Divorce is challenging regardless of the circumstances; however, a divorce involving children often comes with additional difficulties. If you are a parent who is thinking about filing for divorce, you probably have questions and concerns about child-related issues. In Illinois, divorcing parents are asked to create a “parenting plan” that outlines how they will divide parenting tasks and responsibilities. If the parents cannot agree on the terms of their parenting plan, the court will issue a decision for the parents that is in the best interest of the child.
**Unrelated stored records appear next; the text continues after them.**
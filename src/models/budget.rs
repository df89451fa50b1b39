use serde::Serialize;

use super::schedule::Category;

/// One accommodation line in the budget: a stay name, how many nights the
/// day rows book it for, and the matched item cost in minor units.
#[derive(Debug, Clone, Serialize)]
pub struct StayLine {
    pub name: String,
    pub nights: i64,
    /// Total of accommodation items titled like the stay; 0 when no item
    /// matches.
    pub cost: i64,
    /// True when no accommodation item carries this stay name.
    pub unmatched: bool,
}

/// Per-category spending rollup.
#[derive(Debug, Clone, Serialize)]
pub struct CategoryTotal {
    pub category: Category,
    pub items: i64,
    pub total: i64,
}

#[derive(Debug, Clone, Serialize)]
pub struct BudgetReport {
    pub stays: Vec<StayLine>,
    pub categories: Vec<CategoryTotal>,
    pub grand_total: i64,
}
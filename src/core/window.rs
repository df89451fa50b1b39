//! Day-window resolution: turns a trip's dates, buffer days and saved
//! view position into the ordered list of day slots the timetable shows.

use chrono::NaiveDate;

use crate::models::Trip;

/// Display label of a day slot.
#[derive(Debug, Clone, Copy, PartialEq, Eq)]
pub enum DayLabel {
    /// A day inside the trip proper, 1-based.
    Trip(i64),
    /// K-th day before the trip starts (day 0 is `Before(1)`).
    Before(i64),
    /// K-th day after the trip ends.
    After(i64),
}

impl DayLabel {
    pub fn for_day(day: i64, duration: i64) -> Self {
        if day < 1 {
            DayLabel::Before(1 - day)
        } else if day > duration {
            DayLabel::After(day - duration)
        } else {
            DayLabel::Trip(day)
        }
    }

    pub fn text(&self) -> String {
        match self {
            DayLabel::Trip(n) => format!("Day {}", n),
            DayLabel::Before(k) => format!("Day Before {}", k),
            DayLabel::After(k) => format!("Day After {}", k),
        }
    }
}

#[derive(Debug, Clone)]
pub struct DaySlot {
    pub number: i64,
    /// Calendar date; None when the trip dates are corrupt.
    pub date: Option<NaiveDate>,
    pub label: DayLabel,
    /// A day earlier than the anchor has already been travelled and is
    /// rendered greyed out.
    pub past: bool,
}

/// The resolved window: every day of the trip plus its pre/post buffer
/// days, rotated so the anchor day comes first.
#[derive(Debug, Clone)]
pub struct DayWindow {
    pub slots: Vec<DaySlot>,
    pub anchor: i64,
    pub duration: i64,
    pub corrupt_dates: bool,
}

impl DayWindow {
    /// Resolve the window for a trip.
    ///
    /// The domain runs from `1 - pre_days` to `duration + post_days`. The
    /// saved `view_from` is pulled back into the domain from either side,
    /// then the domain is left-rotated at that anchor: anchor..max first,
    /// min..anchor (the travelled part) after it. Every day number appears
    /// exactly once regardless of the anchor.
    pub fn resolve(trip: &Trip) -> DayWindow {
        let duration = trip.duration();
        let corrupt = !trip.dates_ok();
        let min_day = trip.min_day();
        let max_day = duration + trip.post_days;
        let anchor = trip.view_from.clamp(min_day, max_day);

        let mut slots = Vec::with_capacity((max_day - min_day + 1) as usize);
        let mut push = |number: i64| {
            slots.push(DaySlot {
                number,
                date: if corrupt {
                    None
                } else {
                    trip.date_for_day(number)
                },
                label: DayLabel::for_day(number, duration),
                past: number < anchor,
            });
        };

        for n in anchor..=max_day {
            push(n);
        }
        for n in min_day..anchor {
            push(n);
        }

        DayWindow {
            slots,
            anchor,
            duration,
            corrupt_dates: corrupt,
        }
    }

    pub fn min_day(&self) -> i64 {
        self.slots.iter().map(|s| s.number).min().unwrap_or(1)
    }

    pub fn max_day(&self) -> i64 {
        self.slots.iter().map(|s| s.number).max().unwrap_or(1)
    }

    pub fn contains(&self, day: i64) -> bool {
        self.slots.iter().any(|s| s.number == day)
    }
}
Allocating Parental Responsibilities

Illinois law no longer uses terms like “child custody,” “visitation,” or “sole custody.” Instead, child custody is separated into two components: parental responsibilities and parenting time. Parental responsibilities describe a parent’s decision-making authority. Parents have the option to share decision-making authority as they see fit. For example, one parent may be in charge of education-related decisions while the other parent handles healthcare. The parents may also decide that one parent will be solely responsible for all of the major decisions about the child’s upbringing.

Parenting Time Schedules and Parental Rights

Parenting time refers to the time a parent spends directly caring for his or her child. Parents must include a parenting time schedule or a detailed method for determining the allocation of parenting time in their parenting plan. When it comes to parenting plans, the more detailed, the better. Do not forget to include parenting time arrangements for holidays, school breaks, and other special occasions.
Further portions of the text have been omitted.